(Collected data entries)
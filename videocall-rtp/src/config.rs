/*
 * Copyright 2025 Security Union LLC
 *
 * Licensed under either of
 *
 * * Apache License, Version 2.0
 *   (http://www.apache.org/licenses/LICENSE-2.0)
 * * MIT license
 *   (http://opensource.org/licenses/MIT)
 *
 * at your option.
 *
 * Unless you explicitly state otherwise, any contribution intentionally
 * submitted for inclusion in the work by you, as defined in the Apache-2.0
 * license, shall be dual licensed as above, without any additional terms or
 * conditions.
 */

use serde::{Deserialize, Serialize};

use crate::error::{Result, RtpError};
use crate::video_header::VideoCodec;

/// Sizing of the generic packet ring buffer.
#[derive(Debug, Clone, PartialEq, Serialize, Deserialize)]
#[serde(default)]
pub struct PacketBufferConfig {
    /// Initial number of slots, a power of two
    pub start_size: usize,
    /// Upper bound for growth, a power of two
    pub max_size: usize,
}

impl Default for PacketBufferConfig {
    fn default() -> Self {
        Self {
            start_size: 512,
            max_size: 2048,
        }
    }
}

/// Key frame rules of the H264/H265 continuity tracker.
#[derive(Debug, Clone, Default, PartialEq, Serialize, Deserialize)]
#[serde(default)]
pub struct H26xConfig {
    /// Accept an IDR without parameter sets as the start of a stream and as a key frame
    pub idr_only_keyframes_allowed: bool,
}

/// Configuration for [`crate::FrameAssembler`].
#[derive(Debug, Clone, PartialEq, Serialize, Deserialize)]
#[serde(default)]
pub struct AssemblerConfig {
    /// Codec of the stream, selects the depacketizer
    pub codec: VideoCodec,
    /// Packet ring buffer sizing
    pub packet_buffer: PacketBufferConfig,
    /// H264/H265 specific behaviour
    pub h26x: H26xConfig,
    /// Frames a reference finder may hold back while waiting for references
    pub max_stashed_frames: usize,
    /// Entries kept in the frame id to sequence number table
    pub max_frame_id_mappings: usize,
    /// Released frame ids remembered for dependency checks
    pub max_released_history: usize,
}

impl Default for AssemblerConfig {
    fn default() -> Self {
        Self {
            codec: VideoCodec::Generic,
            packet_buffer: PacketBufferConfig::default(),
            h26x: H26xConfig::default(),
            max_stashed_frames: 100,
            max_frame_id_mappings: 1000,
            max_released_history: 8192,
        }
    }
}

impl AssemblerConfig {
    pub fn for_codec(codec: VideoCodec) -> Self {
        Self {
            codec,
            ..Default::default()
        }
    }

    pub fn from_json(json: &str) -> Result<Self> {
        let config: AssemblerConfig = serde_json::from_str(json)
            .map_err(|e| RtpError::InvalidConfig(format!("failed to parse config: {e}")))?;
        config.validate()?;
        Ok(config)
    }

    pub fn validate(&self) -> Result<()> {
        let PacketBufferConfig {
            start_size,
            max_size,
        } = self.packet_buffer;
        if !start_size.is_power_of_two() || !max_size.is_power_of_two() {
            return Err(RtpError::InvalidConfig(format!(
                "packet buffer sizes must be powers of two, got {start_size} and {max_size}"
            )));
        }
        if start_size > max_size {
            return Err(RtpError::InvalidConfig(format!(
                "packet buffer start size {start_size} exceeds max size {max_size}"
            )));
        }
        if self.max_stashed_frames == 0 {
            return Err(RtpError::InvalidConfig(
                "max_stashed_frames must be positive".to_string(),
            ));
        }
        if self.max_frame_id_mappings == 0 || self.max_released_history == 0 {
            return Err(RtpError::InvalidConfig(
                "history sizes must be positive".to_string(),
            ));
        }
        Ok(())
    }
}
impl H264Depacketizer {
    fn parse_stap_a_or_single_nalu(rtp_payload: &[u8]) -> Result<ParsedPayload> {
        let mut video_header = VideoHeader::new(VideoCodec::H264);
        let mut h264 = H264Header::default();

        let nalus = if rtp_payload[0] & NALU_TYPE_MASK == NALU_STAP_A {
            let nalus = parse_stap_a(rtp_payload)?;
            h264.packetization_type = H264PacketizationType::StapA;
            h264.nalu_type = nalus[0][0] & NALU_TYPE_MASK;
            nalus
        } else {
            h264.packetization_type = H264PacketizationType::SingleNalu;
            h264.nalu_type = rtp_payload[0] & NALU_TYPE_MASK;
            vec![rtp_payload]
        };

        for nalu in nalus {
            let mut info = NaluInfo {
                nalu_type: nalu[0] & NALU_TYPE_MASK,
                sps_id: None,
                pps_id: None,
            };
            let body = &nalu[NAL_HEADER_SIZE..];
            if body.is_empty() {
                return Err(RtpError::MalformedPayload("empty H264 NAL unit".to_string()));
            }
            match info.nalu_type {
                NALU_SPS => {
                    let sps = parse_sps(body).map_err(payload_error("SPS"))?;
                    info.sps_id = Some(sps.id);
                    video_header.width = u16::try_from(sps.width).unwrap_or(u16::MAX);
                    video_header.height = u16::try_from(sps.height).unwrap_or(u16::MAX);
                    video_header.frame_type = FrameType::KeyFrame;
                    video_header.is_first_packet_in_frame = true;
                }
                NALU_PPS => {
                    let (pps_id, sps_id) = parse_pps_ids(body).map_err(payload_error("PPS"))?;
                    info.pps_id = Some(pps_id);
                    info.sps_id = Some(sps_id);
                    video_header.is_first_packet_in_frame = true;
                }
                NALU_IDR | NALU_SLICE => {
                    if info.nalu_type == NALU_IDR {
                        video_header.frame_type = FrameType::KeyFrame;
                    }
                    let slice = parse_slice_header(body).map_err(payload_error("slice header"))?;
                    info.pps_id = Some(slice.pps_id);
                    if slice.first_mb_in_slice == 0 {
                        video_header.is_first_packet_in_frame = true;
                    }
                }
                NALU_AUD | NALU_SEI => {
                    video_header.is_first_packet_in_frame = true;
                }
                NALU_END_OF_SEQUENCE | NALU_END_OF_STREAM | NALU_FILLER | NALU_STAP_A
                | NALU_FU_A => {
                    return Err(RtpError::MalformedPayload(format!(
                        "unexpected H264 NAL unit type {} in aggregate",
                        info.nalu_type
                    )));
                }
                _ => {}
            }
            h264.nalus.push(info);
        }

        video_header.codec_header = CodecHeader::H264(h264);
        Ok(ParsedPayload {
            video_header,
            payload: rtp_payload.to_vec(),
        })
    }

    fn parse_fu_a(rtp_payload: &[u8]) -> Result<ParsedPayload> {
        if rtp_payload.len() < FU_A_HEADER_SIZE {
            return Err(RtpError::truncated("H264 FU-A header"));
        }
        let original_nalu_type = rtp_payload[1] & NALU_TYPE_MASK;
        let first_fragment = rtp_payload[1] & FU_START_BIT != 0;

        let mut video_header = VideoHeader::new(VideoCodec::H264);
        let mut info = NaluInfo {
            nalu_type: original_nalu_type,
            sps_id: None,
            pps_id: None,
        };
        if first_fragment && matches!(original_nalu_type, NALU_IDR | NALU_SLICE) {
            let slice = parse_slice_header(&rtp_payload[FU_A_HEADER_SIZE..])
                .map_err(payload_error("FU-A slice header"))?;
            info.pps_id = Some(slice.pps_id);
            video_header.is_first_packet_in_frame = slice.first_mb_in_slice == 0;
            if original_nalu_type == NALU_IDR {
                video_header.frame_type = FrameType::KeyFrame;
            }
        }

        video_header.codec_header = CodecHeader::H264(H264Header {
            packetization_type: H264PacketizationType::FuA,
            nalu_type: original_nalu_type,
            nalus: if first_fragment { vec![info] } else { Vec::new() },
        });
        Ok(ParsedPayload {
            video_header,
            payload: rtp_payload.to_vec(),
        })
    }
}
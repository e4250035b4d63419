/*
 * Copyright 2025 Security Union LLC
 *
 * Licensed under either of
 *
 * * Apache License, Version 2.0
 *   (http://www.apache.org/licenses/LICENSE-2.0)
 * * MIT license
 *   (http://opensource.org/licenses/MIT)
 *
 * at your option.
 *
 * Unless you explicitly state otherwise, any contribution intentionally
 * submitted for inclusion in the work by you, as defined in the Apache-2.0
 * license, shall be dual licensed as above, without any additional terms or
 * conditions.
 */

use crate::depacketizer::vp9::MAX_SPATIAL_LAYERS;
use crate::frame::{EncodedFrame, MAX_FRAME_REFERENCES};
use crate::sequence_number_unwrapper::PictureIdUnwrapper;
use crate::video_header::CodecHeader;

/// Reference finding for VP9 in flexible mode, where every packet lists the
/// picture id differences of its references.
///
/// Each spatial layer frame gets its own id, `picture_id * 5 + spatial_idx`,
/// so layer frames of one picture stay distinct.
#[derive(Debug, Default)]
pub struct Vp9RefFinder {
    unwrapper: PictureIdUnwrapper,
}

impl Vp9RefFinder {
    pub fn manage_frame(&mut self, mut frame: EncodedFrame) -> Vec<EncodedFrame> {
        let CodecHeader::Vp9(vp9) = &frame.video_header.codec_header else {
            return Vec::new();
        };
        let Some(picture_id) = vp9.picture_id else {
            return Vec::new();
        };
        let spatial_idx = vp9.spatial_idx;
        let layers = i64::from(MAX_SPATIAL_LAYERS);
        let unwrapped = self.unwrapper.unwrap(picture_id & 0x7fff);

        let mut references: Vec<i64> = vp9
            .pid_diffs
            .iter()
            .map(|&diff| (unwrapped - i64::from(diff)) * layers + i64::from(spatial_idx))
            .collect();
        let id = unwrapped * layers + i64::from(spatial_idx);
        if vp9.inter_layer_predicted && references.len() < MAX_FRAME_REFERENCES {
            references.push(id - 1);
        }
        let temporal_idx = vp9.temporal_idx.unwrap_or(0);

        frame.id = id;
        frame.spatial_index = spatial_idx;
        frame.temporal_index = temporal_idx;
        frame.references = references;
        vec![frame]
    }
}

INSTRUCTIONS FOR THE TASK:
If a line of the records contains the word "Deserialize", count it; give only the total.

SOLVED PROBLEM:
4